#### [WHAT THE TASK REQUIRES]
Two lines below mark the span: the one containing "filename apps/shell/src/lib.rs" and the one containing "and lent to". Set down both, plus every line between, exactly as they stand, and nothing else.

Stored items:
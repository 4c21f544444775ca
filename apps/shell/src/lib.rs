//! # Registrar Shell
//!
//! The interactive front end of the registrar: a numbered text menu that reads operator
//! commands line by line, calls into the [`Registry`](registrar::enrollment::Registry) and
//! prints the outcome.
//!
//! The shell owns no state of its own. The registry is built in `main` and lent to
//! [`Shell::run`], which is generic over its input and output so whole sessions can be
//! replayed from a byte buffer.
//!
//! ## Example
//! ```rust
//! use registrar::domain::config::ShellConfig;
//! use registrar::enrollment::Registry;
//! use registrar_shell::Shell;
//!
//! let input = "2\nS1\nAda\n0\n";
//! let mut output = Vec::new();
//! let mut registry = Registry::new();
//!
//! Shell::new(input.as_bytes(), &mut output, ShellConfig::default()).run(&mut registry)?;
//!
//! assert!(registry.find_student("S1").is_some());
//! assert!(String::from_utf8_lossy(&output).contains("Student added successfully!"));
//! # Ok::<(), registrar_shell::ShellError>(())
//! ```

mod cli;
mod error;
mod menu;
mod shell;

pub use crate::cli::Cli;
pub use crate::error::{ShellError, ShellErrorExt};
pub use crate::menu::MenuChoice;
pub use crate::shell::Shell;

* * *

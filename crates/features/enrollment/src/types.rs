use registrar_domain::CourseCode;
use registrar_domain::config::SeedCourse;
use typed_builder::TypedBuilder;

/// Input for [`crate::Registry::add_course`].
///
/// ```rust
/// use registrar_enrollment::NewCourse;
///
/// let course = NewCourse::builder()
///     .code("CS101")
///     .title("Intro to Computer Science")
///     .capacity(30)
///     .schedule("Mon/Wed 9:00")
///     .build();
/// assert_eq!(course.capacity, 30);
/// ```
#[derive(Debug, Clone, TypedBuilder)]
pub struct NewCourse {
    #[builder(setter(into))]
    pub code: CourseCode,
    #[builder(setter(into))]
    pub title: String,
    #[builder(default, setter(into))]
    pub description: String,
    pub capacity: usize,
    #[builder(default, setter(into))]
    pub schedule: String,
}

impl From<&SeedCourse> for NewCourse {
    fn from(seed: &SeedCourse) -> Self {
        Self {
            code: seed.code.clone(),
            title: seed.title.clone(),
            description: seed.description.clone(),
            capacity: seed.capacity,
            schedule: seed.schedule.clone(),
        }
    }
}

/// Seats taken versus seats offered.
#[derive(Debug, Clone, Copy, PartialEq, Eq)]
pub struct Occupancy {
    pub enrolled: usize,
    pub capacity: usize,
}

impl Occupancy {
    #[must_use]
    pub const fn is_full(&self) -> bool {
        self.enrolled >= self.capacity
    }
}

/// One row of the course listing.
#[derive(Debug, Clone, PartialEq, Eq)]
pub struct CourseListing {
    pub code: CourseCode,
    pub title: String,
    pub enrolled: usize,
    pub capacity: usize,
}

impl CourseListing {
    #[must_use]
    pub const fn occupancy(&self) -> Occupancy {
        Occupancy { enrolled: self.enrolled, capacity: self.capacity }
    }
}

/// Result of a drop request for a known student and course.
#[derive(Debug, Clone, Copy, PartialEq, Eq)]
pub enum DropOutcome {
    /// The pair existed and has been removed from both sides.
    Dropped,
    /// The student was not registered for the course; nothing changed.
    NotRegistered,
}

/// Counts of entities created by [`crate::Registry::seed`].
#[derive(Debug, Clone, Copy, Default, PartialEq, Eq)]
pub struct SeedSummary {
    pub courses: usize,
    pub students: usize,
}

#### [EXERCISE SOLUTION]
filename apps/shell/src/lib.rs
//! # Registrar Shell
//!
//! The interactive front end of the registrar: a numbered text menu that reads operator
//! commands line by line, calls into the [`Registry`](registrar::enrollment::Registry) and
//! prints the outcome.
//!
//! The shell owns no state of its own. The registry is built in `main` and lent to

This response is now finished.